▶ Source material
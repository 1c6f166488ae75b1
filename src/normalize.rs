// 🔄 Schema Normalizer - raw adapter rows → canonical Flow-By-Activity records
//
// Pure: no I/O, and the same table + config always yields the same records
// in the same order.

use crate::adapter::{RawRow, RawTable};
use crate::config::SourceConfig;
use crate::error::{FlowsaError, Result};
use crate::flow::{FlowAmount, FlowRecord, FlowType};
use crate::location::{pad_fips, LocationSystem};
use serde::{Deserialize, Serialize};
use std::collections::BTreeMap;
use tracing::{info, warn};

/// Cell values meaning "the source suppressed this number"
pub const DEFAULT_WITHDRAWN_TOKENS: &[&str] = &["--", "W", "NA", "N/A", "(D)", "nan", ""];

// ============================================================================
// CANONICAL FIELDS
// ============================================================================

#[derive(Debug, Clone, Copy, PartialEq, Eq, Hash, PartialOrd, Ord, Serialize, Deserialize)]
pub enum CanonicalField {
    Class,
    SourceName,
    FlowName,
    FlowAmount,
    Unit,
    FlowType,
    ActivityProducedBy,
    ActivityConsumedBy,
    Compartment,
    Location,
    LocationSystem,
    Year,
    DataReliability,
    DataCollection,
    Description,
}

impl CanonicalField {
    pub const ALL: [CanonicalField; 15] = [
        CanonicalField::Class,
        CanonicalField::SourceName,
        CanonicalField::FlowName,
        CanonicalField::FlowAmount,
        CanonicalField::Unit,
        CanonicalField::FlowType,
        CanonicalField::ActivityProducedBy,
        CanonicalField::ActivityConsumedBy,
        CanonicalField::Compartment,
        CanonicalField::Location,
        CanonicalField::LocationSystem,
        CanonicalField::Year,
        CanonicalField::DataReliability,
        CanonicalField::DataCollection,
        CanonicalField::Description,
    ];

    /// Column name in the Flow-By-Activity format
    pub fn name(&self) -> &'static str {
        match self {
            CanonicalField::Class => "Class",
            CanonicalField::SourceName => "SourceName",
            CanonicalField::FlowName => "FlowName",
            CanonicalField::FlowAmount => "FlowAmount",
            CanonicalField::Unit => "Unit",
            CanonicalField::FlowType => "FlowType",
            CanonicalField::ActivityProducedBy => "ActivityProducedBy",
            CanonicalField::ActivityConsumedBy => "ActivityConsumedBy",
            CanonicalField::Compartment => "Compartment",
            CanonicalField::Location => "Location",
            CanonicalField::LocationSystem => "LocationSystem",
            CanonicalField::Year => "Year",
            CanonicalField::DataReliability => "DataReliability",
            CanonicalField::DataCollection => "DataCollection",
            CanonicalField::Description => "Description",
        }
    }

    /// Accepts "FlowAmount", "flow_amount", "flowamount"
    pub fn parse(name: &str) -> Option<CanonicalField> {
        let wanted = squash(name);
        CanonicalField::ALL
            .iter()
            .copied()
            .find(|f| squash(f.name()) == wanted)
    }
}

fn squash(name: &str) -> String {
    name.trim()
        .chars()
        .filter(|c| *c != '_' && *c != ' ')
        .collect::<String>()
        .to_lowercase()
}

// ============================================================================
// FLOW TYPE KEYWORDS
// ============================================================================

/// Keyword lists used to pick a flow type when the source does not state one.
/// Everything starts elementary; waste keywords win over technosphere ones.
#[derive(Debug, Clone, Default, PartialEq, Serialize, Deserialize)]
#[serde(default)]
pub struct FlowTypeKeywords {
    pub technosphere: Vec<String>,
    pub waste: Vec<String>,
}

impl FlowTypeKeywords {
    pub fn classify(&self, text: &str) -> FlowType {
        let text = text.to_lowercase();
        let hit = |words: &[String]| words.iter().any(|w| text.contains(&w.to_lowercase()));

        if hit(&self.waste) {
            FlowType::WasteFlow
        } else if hit(&self.technosphere) {
            FlowType::TechnosphereFlow
        } else {
            FlowType::ElementaryFlow
        }
    }
}

// ============================================================================
// OUTPUT
// ============================================================================

/// What the normalizer saw, for the end-of-run summary
#[derive(Debug, Clone, Default, PartialEq, Serialize, Deserialize)]
pub struct NormalizationReport {
    pub rows_in: usize,
    pub records_out: usize,
    pub withdrawn: usize,
    pub asserted_zero: usize,
    /// Source columns not named in the column mapping
    pub dropped_columns: Vec<String>,
    /// Tokens configured as "true zero" that are also suppression markers
    pub zero_token_conflicts: Vec<String>,
}

#[derive(Debug, Clone, PartialEq)]
pub struct Normalized {
    pub records: Vec<FlowRecord>,
    pub report: NormalizationReport,
}

// ============================================================================
// NORMALIZER
// ============================================================================

pub struct Normalizer {
    /// canonical field → source column, in source-column order
    mapping: Vec<(String, CanonicalField)>,
    statics: BTreeMap<CanonicalField, Option<String>>,
    measure_column: Option<String>,
    withdrawn_tokens: Vec<String>,
    zero_tokens: Vec<String>,
    flow_type_keywords: FlowTypeKeywords,
}

impl Normalizer {
    /// Build a normalizer from a source configuration.
    ///
    /// Unknown canonical names in the mapping or static fields are a
    /// configuration error.
    pub fn new(config: &SourceConfig) -> Result<Self> {
        let mut mapping = Vec::new();
        for (source, target) in &config.column_mapping {
            let field = CanonicalField::parse(target).ok_or_else(|| {
                FlowsaError::Config(format!(
                    "column {} maps to unknown canonical field {}",
                    source, target
                ))
            })?;
            mapping.push((source.clone(), field));
        }

        let mut statics = BTreeMap::new();
        for (name, value) in &config.static_fields {
            let field = CanonicalField::parse(name).ok_or_else(|| {
                FlowsaError::Config(format!("static field {} is not a canonical field", name))
            })?;
            let literal = match value {
                serde_json::Value::Null => None,
                serde_json::Value::String(s) => Some(s.clone()),
                other => Some(other.to_string()),
            };
            statics.insert(field, literal);
        }

        let measure_column = config.measure_column.clone().or_else(|| {
            mapping
                .iter()
                .find(|(_, f)| *f == CanonicalField::FlowAmount)
                .map(|(s, _)| s.clone())
        });

        let withdrawn_tokens = match &config.withdrawn_tokens {
            Some(tokens) => tokens.clone(),
            None => DEFAULT_WITHDRAWN_TOKENS.iter().map(|t| t.to_string()).collect(),
        };

        Ok(Normalizer {
            mapping,
            statics,
            measure_column,
            withdrawn_tokens,
            zero_tokens: config.zero_tokens.clone(),
            flow_type_keywords: config.flow_type_keywords.clone(),
        })
    }

    /// Map every raw row to a FlowRecord.
    ///
    /// Fails with `SchemaMapping` when FlowAmount or Location cannot be
    /// populated, or when a value cannot be parsed. Year falls back to the
    /// table's context year.
    pub fn normalize(&self, table: &RawTable) -> Result<Normalized> {
        let dataset = table.context.dataset_id.as_str();
        let year = table.context.year;

        let mut report = NormalizationReport {
            rows_in: table.len(),
            ..Default::default()
        };

        report.zero_token_conflicts = self
            .zero_tokens
            .iter()
            .filter(|z| self.withdrawn_tokens.iter().any(|w| w.trim() == z.trim()))
            .cloned()
            .collect();
        for token in &report.zero_token_conflicts {
            warn!(
                dataset,
                year,
                token = %token,
                "source asserts zero for a token that usually marks suppressed data"
            );
        }

        report.dropped_columns = table
            .columns
            .iter()
            .filter(|c| !self.mapping.iter().any(|(s, _)| s == *c))
            .filter(|c| self.measure_column.as_deref() != Some(c.as_str()))
            .cloned()
            .collect();

        let amount_is_static = self.statics.contains_key(&CanonicalField::FlowAmount);
        match &self.measure_column {
            Some(col) if table.has_column(col) => {}
            _ if amount_is_static => {}
            Some(col) => {
                return Err(FlowsaError::schema(
                    dataset,
                    year,
                    table.len(),
                    format!("measure column {} not present in source table", col),
                ))
            }
            None => {
                return Err(FlowsaError::schema(
                    dataset,
                    year,
                    table.len(),
                    "no column mapped to FlowAmount",
                ))
            }
        }

        let mut records = Vec::with_capacity(table.len());
        let mut missing_location = 0usize;

        for row in &table.rows {
            let fields = self.collect_fields(row);

            let location = match fields.get(&CanonicalField::Location) {
                Some(loc) if !loc.trim().is_empty() => pad_fips(loc),
                _ => {
                    missing_location += 1;
                    continue;
                }
            };

            let amount = self.parse_amount(fields.get(&CanonicalField::FlowAmount), &mut report)
                .map_err(|reason| {
                    FlowsaError::schema(dataset, year, 1, format!("line {}: {}", row.line_number, reason))
                })?;

            let record_year = match fields.get(&CanonicalField::Year) {
                Some(y) if !y.trim().is_empty() => parse_year(y).ok_or_else(|| {
                    FlowsaError::schema(
                        dataset,
                        year,
                        1,
                        format!("line {}: unparseable Year {:?}", row.line_number, y),
                    )
                })?,
                _ => year,
            };

            let text = |f: CanonicalField| {
                fields
                    .get(&f)
                    .map(|s| s.trim().to_string())
                    .filter(|s| !s.is_empty())
            };

            let flow_name = text(CanonicalField::FlowName).unwrap_or_default();
            let activity_produced_by = text(CanonicalField::ActivityProducedBy);
            let activity_consumed_by = text(CanonicalField::ActivityConsumedBy);

            let flow_type = match text(CanonicalField::FlowType) {
                Some(ft) => FlowType::parse(&ft).ok_or_else(|| {
                    FlowsaError::schema(
                        dataset,
                        year,
                        1,
                        format!("line {}: unknown FlowType {:?}", row.line_number, ft),
                    )
                })?,
                None => {
                    let haystack = format!(
                        "{} {} {}",
                        flow_name,
                        activity_produced_by.as_deref().unwrap_or_default(),
                        activity_consumed_by.as_deref().unwrap_or_default()
                    );
                    self.flow_type_keywords.classify(&haystack)
                }
            };

            let score = |f: CanonicalField| -> Result<Option<u8>> {
                match text(f) {
                    None => Ok(None),
                    Some(s) => parse_score(&s).map(Some).ok_or_else(|| {
                        FlowsaError::schema(
                            dataset,
                            year,
                            1,
                            format!("line {}: unparseable {} {:?}", row.line_number, f.name(), s),
                        )
                    }),
                }
            };

            let record = FlowRecord {
                class: text(CanonicalField::Class).unwrap_or_default(),
                source_name: text(CanonicalField::SourceName).unwrap_or_else(|| dataset.to_string()),
                flow_name,
                flow_amount: amount,
                unit: text(CanonicalField::Unit).unwrap_or_default(),
                flow_type,
                activity_produced_by,
                activity_consumed_by,
                compartment: text(CanonicalField::Compartment),
                location,
                location_system: text(CanonicalField::LocationSystem)
                    .unwrap_or_else(|| LocationSystem::for_year(record_year).as_str().to_string()),
                year: record_year,
                data_reliability: score(CanonicalField::DataReliability)?,
                data_collection: score(CanonicalField::DataCollection)?,
                description: text(CanonicalField::Description),
            };
            records.push(record);
        }

        if missing_location > 0 {
            return Err(FlowsaError::schema(
                dataset,
                year,
                missing_location,
                "Location could not be populated",
            ));
        }

        report.records_out = records.len();
        info!(
            dataset,
            year,
            records = report.records_out,
            withdrawn = report.withdrawn,
            "normalized source table"
        );

        Ok(Normalized { records, report })
    }

    /// Canonical field → raw value for one row; static fields win
    fn collect_fields(&self, row: &RawRow) -> BTreeMap<CanonicalField, String> {
        let mut fields = BTreeMap::new();

        for (source, field) in &self.mapping {
            if let Some(value) = row.get(source) {
                let existing_blank = fields
                    .get(field)
                    .map(|v: &String| v.trim().is_empty())
                    .unwrap_or(true);
                if existing_blank {
                    fields.insert(*field, value.to_string());
                }
            }
        }

        if let Some(col) = &self.measure_column {
            if let Some(value) = row.get(col) {
                fields.insert(CanonicalField::FlowAmount, value.to_string());
            } else {
                fields.entry(CanonicalField::FlowAmount).or_default();
            }
        }

        for (field, literal) in &self.statics {
            match literal {
                Some(v) => {
                    fields.insert(*field, v.clone());
                }
                None => {
                    fields.remove(field);
                }
            }
        }

        fields
    }

    fn parse_amount(
        &self,
        raw: Option<&String>,
        report: &mut NormalizationReport,
    ) -> std::result::Result<FlowAmount, String> {
        let raw = raw.map(|s| s.trim()).unwrap_or("");

        if self.zero_tokens.iter().any(|z| z.trim() == raw) {
            report.asserted_zero += 1;
            return Ok(FlowAmount::Value(0.0));
        }

        if self.withdrawn_tokens.iter().any(|w| w.trim() == raw) {
            report.withdrawn += 1;
            return Ok(FlowAmount::Withdrawn);
        }

        parse_number(raw)
            .map(FlowAmount::Value)
            .ok_or_else(|| format!("unparseable FlowAmount {:?}", raw))
    }
}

▶ Task requirements
Lines with the string "configuration": pick each one out of the material and return it.

▶ Result
    /// Build a normalizer from a source configuration.
    /// configuration error.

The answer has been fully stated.